Farklı türlerin MCP1 genine astar bağlanmasındaki farklılıklar nedeniyle PCR etkinliğindeki farklılıklar dışlanamamakla birlikte, bu farklılıklar büyük olasılıkla numune kalitesindeki farklılıklardan kaynaklanmaktadır. Ancak, verim ve/veya amplifikasyon verimliliğindeki bu farklılıklar genel sıralama sonucunu belirgin bir şekilde etkilemez. Elde edilen 10,000 okumaalt kümesi seçilir ve daha fazla analiz için demultiplexed.

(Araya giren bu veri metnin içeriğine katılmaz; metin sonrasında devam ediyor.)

//! Extraction profile: the static domain configuration for one data source.
//!
//! Calibration anchors, durability overrides and validation limits are plain
//! data passed into each phase. [`ExtractionProfile::default`] carries the
//! values for the current Dinkum release; a TOML file can replace any part.

use std::collections::BTreeMap;

use serde::{Deserialize, Serialize};

use crate::calibrate::{CalibrationTarget, FieldReader, SearchRange};

/// One known-good value used to test candidate offsets
#[derive(Debug, Clone, Copy, PartialEq, Eq, Serialize, Deserialize)]
pub struct Anchor {
    pub index: u32,
    pub expected: i64,
}

/// Item index -> expected raw field value
#[derive(Debug, Clone, Default, PartialEq, Eq, Serialize, Deserialize)]
#[serde(from = "Vec<Anchor>", into = "Vec<Anchor>")]
pub struct AnchorSet(BTreeMap<u32, i64>);

impl AnchorSet {
    pub fn get(&self, index: u32) -> Option<i64> {
        self.0.get(&index).copied()
    }

    pub fn len(&self) -> usize {
        self.0.len()
    }

    pub fn is_empty(&self) -> bool {
        self.0.is_empty()
    }

    /// Anchors in ascending index order
    pub fn iter(&self) -> impl Iterator<Item = (u32, i64)> + '_ {
        self.0.iter().map(|(&index, &expected)| (index, expected))
    }

    /// Number of distinct expected values
    pub fn distinct_values(&self) -> usize {
        let mut values: Vec<i64> = self.0.values().copied().collect();
        values.sort_unstable();
        values.dedup();
        values.len()
    }
}

impl From<Vec<Anchor>> for AnchorSet {
    fn from(anchors: Vec<Anchor>) -> Self {
        Self(anchors.into_iter().map(|a| (a.index, a.expected)).collect())
    }
}

impl From<AnchorSet> for Vec<Anchor> {
    fn from(set: AnchorSet) -> Self {
        set.iter()
            .map(|(index, expected)| Anchor { index, expected })
            .collect()
    }
}

impl FromIterator<(u32, i64)> for AnchorSet {
    fn from_iter<I: IntoIterator<Item = (u32, i64)>>(iter: I) -> Self {
        Self(iter.into_iter().collect())
    }
}

/// Manually confirmed durability for one item
#[derive(Debug, Clone, Copy, PartialEq, Eq, Serialize, Deserialize)]
pub struct DurabilityOverride {
    pub index: u32,
    pub durability: i32,
}

/// Items whose durability is not stored in maxStack (watering cans track
/// water level, tele items track uses)
#[derive(Debug, Clone, Default, PartialEq, Eq, Serialize, Deserialize)]
#[serde(from = "Vec<DurabilityOverride>", into = "Vec<DurabilityOverride>")]
pub struct OverrideTable(BTreeMap<u32, i32>);

impl OverrideTable {
    pub fn get(&self, index: u32) -> Option<i32> {
        self.0.get(&index).copied()
    }

    pub fn len(&self) -> usize {
        self.0.len()
    }

    pub fn is_empty(&self) -> bool {
        self.0.is_empty()
    }

    pub fn iter(&self) -> impl Iterator<Item = (u32, i32)> + '_ {
        self.0.iter().map(|(&index, &durability)| (index, durability))
    }
}

impl From<Vec<DurabilityOverride>> for OverrideTable {
    fn from(overrides: Vec<DurabilityOverride>) -> Self {
        Self(
            overrides
                .into_iter()
                .map(|o| (o.index, o.durability))
                .collect(),
        )
    }
}

impl From<OverrideTable> for Vec<DurabilityOverride> {
    fn from(table: OverrideTable) -> Self {
        table
            .iter()
            .map(|(index, durability)| DurabilityOverride { index, durability })
            .collect()
    }
}

impl FromIterator<(u32, i32)> for OverrideTable {
    fn from_iter<I: IntoIterator<Item = (u32, i32)>>(iter: I) -> Self {
        Self(iter.into_iter().collect())
    }
}

/// Thresholds for post-hoc sanity checks
#[derive(Debug, Clone, PartialEq, Eq, Serialize, Deserialize)]
#[serde(default)]
pub struct ValidationLimits {
    /// Fewer items than this suggests the name scan lost entries
    pub min_items: usize,
    pub min_durability_items: usize,
    pub max_durability_items: usize,
    /// Durability above this is treated as a misread field
    pub max_durability: i32,
}

impl Default for ValidationLimits {
    fn default() -> Self {
        Self {
            min_items: 1000,
            min_durability_items: 50,
            max_durability_items: 200,
            max_durability: 100_000,
        }
    }
}

/// Static configuration for one extraction run
#[derive(Debug, Clone, PartialEq, Eq, Serialize, Deserialize)]
#[serde(default)]
pub struct ExtractionProfile {
    /// Localization key prefix; the numeric item id follows it
    pub key_namespace: String,
    /// Marker identifying the localization MonoBehaviour
    pub localization_marker: String,
    /// MonoScript class name of the item records
    pub record_class: String,
    /// Unity data directory under the game install
    pub data_dir: String,
    /// Bytes probed at the front of each level object for the item array
    pub reference_probe_window: usize,
    /// Accepted PPtr file ids for the first array entry
    pub reference_file_ids: Vec<i32>,
    pub max_stack: CalibrationTarget,
    pub tool: CalibrationTarget,
    pub durability_overrides: OverrideTable,
    pub limits: ValidationLimits,
}

impl Default for ExtractionProfile {
    fn default() -> Self {
        Self {
            key_namespace: "InventoryItemNames/InvItem_".to_string(),
            localization_marker: "InventoryItemNames".to_string(),
            record_class: "InventoryItem".to_string(),
            data_dir: "Dinkum_Data".to_string(),
            reference_probe_window: 500,
            reference_file_ids: vec![0, 1, 2, 3, 4],
            max_stack: CalibrationTarget {
                field: "maxStack".to_string(),
                anchors: [
                    (0, 150),     // Basic Axe
                    (3, 2500),    // Chainsaw
                    (119, 3),     // First Aid Kit
                    (1728, 3500), // Har-Vac
                    (1972, 4),    // Blistering Bottle
                ]
                .into_iter()
                .collect(),
                search: SearchRange::new(100, 300, 4),
                reader: FieldReader::I32,
            },
            tool: CalibrationTarget {
                field: "isATool".to_string(),
                anchors: [
                    (0, 1),    // Basic Axe
                    (3, 1),    // Chainsaw
                    (119, 1),  // First Aid Kit
                    (1728, 1), // Har-Vac
                    (1, 0),    // Megaphone
                    (12, 0),   // Bag of Cement
                    (13, 0),   // BBQ
                    (17, 0),   // Bush Lime
                ]
                .into_iter()
                .collect(),
                search: SearchRange::new(100, 300, 1),
                reader: FieldReader::Byte,
            },
            // Confirmed from a creative-mode save where items spawn at max durability
            durability_overrides: [
                (10, 20),   // Watering Can
                (699, 60),  // Copper Watering Can
                (701, 120), // Iron Watering Can
                (711, 15),  // Tele Caller
                (1761, 30), // Tele-Jumper
            ]
            .into_iter()
            .collect(),
            limits: ValidationLimits::default(),
        }
    }
}

impl ExtractionProfile {
    /// Token that starts every localization key, e.g. `InventoryItemNames`
    pub fn namespace_token(&self) -> &str {
        self.key_namespace
            .split('/')
            .next()
            .unwrap_or(&self.key_namespace)
    }
}
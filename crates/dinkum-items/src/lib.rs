//! # dinkum-items
//!
//! Item data extraction for Dinkum.
//!
//! This crate provides:
//! - Bounds-checked parsing of variable-length InventoryItem records
//! - Item name recovery from the I2 Localization term table
//! - Offset auto-calibration against items with known field values
//! - Assembly, validation and JSON export of the item database
//!
//! Reading Unity containers is delegated to a [`ContainerLoader`]; the
//! built-in [`DumpLoader`] works on raw object dumps.

pub mod binary;
pub mod calibrate;
pub mod error;
pub mod export;
pub mod extract;
pub mod extractor;
pub mod names;
pub mod profile;
pub mod record;
pub mod reference;
pub mod source;
pub mod validate;

pub use binary::{ReadBytes, align4};
pub use calibrate::{
    CalibratedOffsets, CalibrationTarget, FieldReader, OffsetCalibrator, SearchRange,
};
pub use error::{Error, Result};
pub use export::{ExtractionMeta, ItemDatabase, ItemEntry, TOOL_VERSION, assemble, max_durability};
pub use extract::{FieldExtraction, ItemFields, extract_fields};
pub use extractor::{
    ExtractionReport, Extractor, GameFiles, ItemData, collect_records, find_localization_data,
    find_script_id,
};
pub use names::{NameTable, scan_name_table, strip_placeholders};
pub use profile::{
    Anchor, AnchorSet, DurabilityOverride, ExtractionProfile, OverrideTable, ValidationLimits,
};
pub use record::{RecordStore, script_path_id, tail_start};
pub use reference::{ReferenceProbe, ReferenceTable, resolve_reference_table};
pub use source::{
    AssetContainer, AssetObject, ContainerLoader, DumpContainer, DumpLoader, MemoryContainer,
    ObjectType, locate_game_file,
};
pub use validate::{ValidationWarning, validate};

Analiz edilen 10,000 okumadan 5,457'si, iş akışımızın bir parçası olarak yükseltilen PCR parçaları için beklenen boyutlarla eşleşen 1, 750 ve 2, 000 nükleotit arasında bir uzunluk göstermektedir. Okuma uzunluğu dağılımında 250 ile 500 nükleotit arasında spesifik olmayan PCR ürünlerine atfedilen ek bir tepe gözlenir. Okumaların demultiplexing analiz 10 örneklerinden birine okuma% 87.6 atama sağlar.

Bu yöntem oldukça güvenilir olmakla birlikte, alan koşullarında, PCR amplifikasyon en sorunlu adımdır. Deneyimlerimiz sırasında, hedef dizilerini yükseltmek için iç içe protokoller genellikle gerekliydi. Hayvan konak genleri sıralama yanı sıra, bu yöntem de viral veya bakteriyel patojenler de dahil olmak üzere herhangi bir DNA veya RNA diziiçin kullanılabilir.

Nanopore sıralama bu nedenle giderek hastalık salgınları sırasında veya uzak yerlerde bilimsel çalışmalar için değil, aynı zamanda uzun okuma uzunlukları heyecan verici yeni araştırma olanakları açmak düzenli laboratuvarlarda sadece kullanılır. Kullanılan reaktiflerin hiçbiri özellikle tehlikeli olmamakla birlikte, standart iyi laboratuvar uygulamaları takip edilmelidir. Açıkçası hastalık ajanları sıralarken, bu ajanları n için gerekli tüm önlemlere uyulmalıdır.